Today’s guest post is from an anonymous blogger with a powerful story. Please like, encourage, and care for her in tender ways. She has been so courageous in sharing her story today. 

Shame and Spiritual Abuse
I was spiritually abused.
It’s still hard to say that aloud.
I was born into a system; caught in church-sanctioned abuse from my infancy. Yet, when I admit that aloud, I can still feel “less than.”  I fear being thought weak or damaged or just different.
That shame – the shame of being a victim – was, and is still, terrifying.
Then there was another shame: shame for how I responded to the abuse. Shame, that I believed what that church taught.  That, as a teenager, I taught that doctrine to others. Shame, that I tried so hard to succeed in that system. And when I let down my guard, shame that I failed in that system.
Shame and spiritual abuse— The two are deeply intertwined. Spiritual abuse seeks control through shaming the victims. The silence, secrecy, and self-hatred born in a spiritually abusive system perpetuate the shame.

Breaking the silence
For years I lived in that silence, never speaking of the demeaning words of my pastor, or of the physical abuse that was claimed to be God’s love, or of the way my salvation was questioned by the church.
I remember the first time I broke the silence. I told a friend the tiniest bit – that a pastor I knew was abusing his wife. It was a warm summer night, but I shivered with fear.
Then I sunk back into silence for years. Speaking was too risky.
Only after I was removed from the abusive system did I break the silence a second time.
I was desperate, deep in depression, questioning my sanity. I sat for hours one afternoon with another woman, trying to make my mouth form words, make sound. The silence sat so heavy I did not know if I could break it. Intense shame welled up. I wanted to hide, to die, to disappear. I did not think anyone would believe me. Yet if I was to live, I had to break the silence.
That afternoon – curled in a ball, hiding my face – I made a new beginning. I broke the silence.

Ending the secrecy
Even after I began to love God—the true God— not the God portrayed to me by abusive church leaders, I still feared that telling about such abuse, would turn others from God. So I continued to hide my story.  
But God has nothing to be ashamed of. He doesn’t need to hide shameful secrets. A few people told me that, but it was a pastor who finally gave me freedom to end the secrecy. In the midst of a prayer, he apologized to me—as a representative of the church—for the sins done against me by the church. In so doing he showed me that God was not ashamed, and that I did not need to hide anything.

Leaving self-hatred
The system in which I was raised saw me as a pile of dung, and taught me to see myself in the same way. More profoundly, it taught me that God saw me as a pile of dung. I learned to hate myself.

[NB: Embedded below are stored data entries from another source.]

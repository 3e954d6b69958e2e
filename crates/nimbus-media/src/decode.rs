use std::io::Cursor;
use std::sync::Arc;
use std::time::Duration;

use image::codecs::gif::GifDecoder;
use image::{AnimationDecoder, ImageFormat};

use crate::MediaError;

/// Browsers treat tiny GIF delays as "as fast as possible"; we follow the
/// common convention of showing those frames for 100 ms.
pub const MIN_FRAME_DELAY: Duration = Duration::from_millis(20);
pub const FALLBACK_FRAME_DELAY: Duration = Duration::from_millis(100);

#[derive(Clone)]
pub struct VideoFrame {
    pub width: u32,
    pub height: u32,
    pub rgba: Arc<[u8]>,
    /// Zero for still images.
    pub delay: Duration,
}

impl std::fmt::Debug for VideoFrame {
    fn fmt(&self, f: &mut std::fmt::Formatter<'_>) -> std::fmt::Result {
        f.debug_struct("VideoFrame")
            .field("width", &self.width)
            .field("height", &self.height)
            .field("delay", &self.delay)
            .finish_non_exhaustive()
    }
}

#[derive(Clone, Debug, Default)]
pub struct FrameSequence {
    frames: Vec<VideoFrame>,
}

impl FrameSequence {
    pub fn new(frames: Vec<VideoFrame>) -> Result<Self, MediaError> {
        if frames.is_empty() {
            return Err(MediaError::Empty);
        }
        Ok(Self { frames })
    }

    pub fn len(&self) -> usize {
        self.frames.len()
    }

    pub fn is_empty(&self) -> bool {
        self.frames.is_empty()
    }

    pub fn get(&self, index: usize) -> Option<&VideoFrame> {
        self.frames.get(index)
    }

    pub fn frames(&self) -> &[VideoFrame] {
        &self.frames
    }

    pub fn total_duration(&self) -> Duration {
        self.frames.iter().map(|f| f.delay).sum()
    }

    pub fn is_animated(&self) -> bool {
        self.frames.len() > 1 && !self.total_duration().is_zero()
    }
}

/// Decodes an animated GIF into composited RGBA frames, or any other
/// supported image into a single still frame.
pub fn decode(bytes: &[u8]) -> Result<FrameSequence, MediaError> {
    if bytes.is_empty() {
        return Err(MediaError::Empty);
    }
    let format = image::guess_format(bytes)?;
    if format == ImageFormat::Gif {
        let decoder = GifDecoder::new(Cursor::new(bytes))?;
        let frames = decoder
            .into_frames()
            .collect_frames()?
            .into_iter()
            .map(|frame| {
                let mut delay = Duration::from(frame.delay());
                if delay < MIN_FRAME_DELAY {
                    delay = FALLBACK_FRAME_DELAY;
                }
                let buf = frame.into_buffer();
                VideoFrame {
                    width: buf.width(),
                    height: buf.height(),
                    rgba: Arc::from(buf.into_raw()),
                    delay,
                }
            })
            .collect::<Vec<_>>();
        log::debug!("decoded gif: {} frame(s)", frames.len());
        return FrameSequence::new(frames);
    }

    let img = image::load_from_memory_with_format(bytes, format)?.to_rgba8();
    FrameSequence::new(vec![VideoFrame {
        width: img.width(),
        height: img.height(),
        rgba: Arc::from(img.into_raw()),
        delay: Duration::ZERO,
    }])
}

#[cfg(test)]
pub(crate) mod test_media {
    use image::codecs::gif::GifEncoder;
    use image::{Delay, Frame, ImageFormat, Rgba, RgbaImage};
    use std::io::Cursor;

    /// A `w`x`h` GIF whose frame `i` is filled with `colors[i]`.
    pub fn gif(w: u32, h: u32, colors: &[[u8; 4]], delay_ms: u32) -> Vec<u8> {
        let mut out = Vec::new();
        {
            let mut enc = GifEncoder::new(&mut out);
            let frames = colors.iter().map(|c| {
                Frame::from_parts(
                    RgbaImage::from_pixel(w, h, Rgba(*c)),
                    0,
                    0,
                    Delay::from_numer_denom_ms(delay_ms, 1),
                )
            });
            enc.encode_frames(frames).unwrap();
        }
        out
    }

    pub fn png(w: u32, h: u32, color: [u8; 4]) -> Vec<u8> {
        let mut out = Vec::new();
        RgbaImage::from_pixel(w, h, Rgba(color))
            .write_to(&mut Cursor::new(&mut out), ImageFormat::Png)
            .unwrap();
        out
    }
}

In my early twenties I was told that self-hatred was wrong. My response: to hate myself for hating myself. I didn’t know any other way. Self-hatred was supposed to cure all sins. What happened when it was the sin? Shame over my self-hatred consumed me. And then I learned that God didn’t want me to live in shame. My response: shame that I felt shame. It was a vicious cycle.

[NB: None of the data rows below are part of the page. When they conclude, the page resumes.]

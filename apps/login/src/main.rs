use nimbus_login::{LoginConfig, app};
use nimbus_platform::{DesktopOptions, run_desktop_app_with_options};

fn main() -> anyhow::Result<()> {
    env_logger::init();
    let config = LoginConfig::from_env();
    log::info!("starting with {config:?}");
    run_desktop_app_with_options(
        app(config),
        DesktopOptions {
            title: "Nimbus Login".into(),
            ..DesktopOptions::default()
        },
    )
}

Although I had left the religious system that had been so abusive and was trying to heal, I was so accustomed to abuse and self-hatred that I tried to beat myself into healing.
And then, these words: “Do no violence to your soul.” Those words, spoken with great compassion, reached into my heart and began to bring healing.

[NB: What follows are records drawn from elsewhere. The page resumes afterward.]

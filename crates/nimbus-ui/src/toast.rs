//! Short-lived notifications painted over the whole tree.
//!
//! ```rust
//! use nimbus_ui::toast::{Toast, ToastDuration};
//!
//! Toast::make_text("Saved", ToastDuration::Short).show();
//! assert_eq!(nimbus_ui::toast::shown_count(), 1);
//! ```

use std::cell::{Cell, RefCell};
use std::rc::Rc;
use std::time::{Duration, Instant};

use nimbus_core::frame_time;

#[derive(Clone, Copy, Debug, PartialEq, Eq)]
pub enum ToastDuration {
    Short,
    Long,
}

impl ToastDuration {
    pub fn as_duration(self) -> Duration {
        match self {
            ToastDuration::Short => Duration::from_millis(2000),
            ToastDuration::Long => Duration::from_millis(3500),
        }
    }
}

#[derive(Clone, Debug, PartialEq)]
pub struct Toast {
    pub message: String,
    pub duration: ToastDuration,
    pub shown_at: Option<Instant>,
}

thread_local! {
    static TOASTS: RefCell<Vec<Toast>> = const { RefCell::new(Vec::new()) };
    static SHOWN: Cell<usize> = const { Cell::new(0) };
    static OBSERVERS: RefCell<Vec<Rc<dyn Fn(&Toast)>>> = const { RefCell::new(Vec::new()) };
}

impl Toast {
    pub fn make_text(message: impl Into<String>, duration: ToastDuration) -> Self {
        Self {
            message: message.into(),
            duration,
            shown_at: None,
        }
    }

    /// Queues the toast, stamped with the current frame time.
    pub fn show(mut self) {
        let now = frame_time();
        self.shown_at = Some(now);
        log::debug!("toast: {}", self.message);
        let observers = OBSERVERS.with(|o| o.borrow().clone());
        for f in observers {
            f(&self);
        }
        TOASTS.with(|t| t.borrow_mut().push(self));
        SHOWN.with(|c| c.set(c.get() + 1));
    }

    pub fn expires_at(&self) -> Option<Instant> {
        self.shown_at.map(|t| t + self.duration.as_duration())
    }

    pub fn is_active(&self, now: Instant) -> bool {
        self.expires_at().is_some_and(|end| now < end)
    }
}

/// Toasts still visible at `now`, oldest first.
pub fn active(now: Instant) -> Vec<Toast> {
    TOASTS.with(|t| {
        t.borrow()
            .iter()
            .filter(|toast| toast.is_active(now))
            .cloned()
            .collect()
    })
}

/// Drops expired toasts; returns how many remain.
pub fn prune(now: Instant) -> usize {
    TOASTS.with(|t| {
        let mut t = t.borrow_mut();
        t.retain(|toast| toast.is_active(now));
        t.len()
    })
}

/// Number of toasts shown on this thread since start (or the last `reset`).
pub fn shown_count() -> usize {
    SHOWN.with(|c| c.get())
}

/// Calls `f` synchronously from every later `show`, until `reset`.
pub fn on_show(f: impl Fn(&Toast) + 'static) {
    OBSERVERS.with(|o| o.borrow_mut().push(Rc::new(f)));
}

pub fn reset() {
    TOASTS.with(|t| t.borrow_mut().clear());
    SHOWN.with(|c| c.set(0));
    OBSERVERS.with(|o| o.borrow_mut().clear());
}

#[cfg(test)]
mod tests {
    use super::*;

    #[test]
    fn toasts_expire_after_their_duration() {
        reset();
        let t0 = Instant::now();
        nimbus_core::set_frame_time(t0);
        Toast::make_text("short", ToastDuration::Short).show();
        Toast::make_text("long", ToastDuration::Long).show();
        assert_eq!(shown_count(), 2);

        assert_eq!(active(t0 + Duration::from_millis(1999)).len(), 2);
        let later = active(t0 + Duration::from_millis(2500));
        assert_eq!(later.len(), 1);
        assert_eq!(later[0].message, "long");

        assert_eq!(prune(t0 + Duration::from_millis(3500)), 0);
        assert_eq!(shown_count(), 2);
    }

    #[test]
    fn observers_see_each_toast_until_reset() {
        reset();
        let seen = Rc::new(RefCell::new(Vec::new()));
        {
            let seen = seen.clone();
            on_show(move |t| seen.borrow_mut().push(t.message.clone()));
        }
        Toast::make_text("one", ToastDuration::Short).show();
        reset();
        Toast::make_text("two", ToastDuration::Short).show();
        assert_eq!(*seen.borrow(), vec!["one".to_string()]);
    }
}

Each month, lying on my massage therapist’s table, I’ve learned to embody those words. I’ve learned that I need gentleness. When I experience pain or fear or even hurry, my body tenses. Only under the gentlest touch do I begin to relax, begin to heal.
And so it is with my soul.
Slowly, gently, I have learned to stop hating myself for hating myself. Even more gently, I have stopped hating myself altogether. Some days the old self-hatred flares up and I remember again: “Do no violence to your soul.”
Nine years ago, I left an abusive home. Eight years ago, I left silence. Seven years ago, I left an abusive church. Two years ago, I left secrecy. Every day, I leave self-hatred.
And shame – shame I overcome moment by moment, day by day, year after year.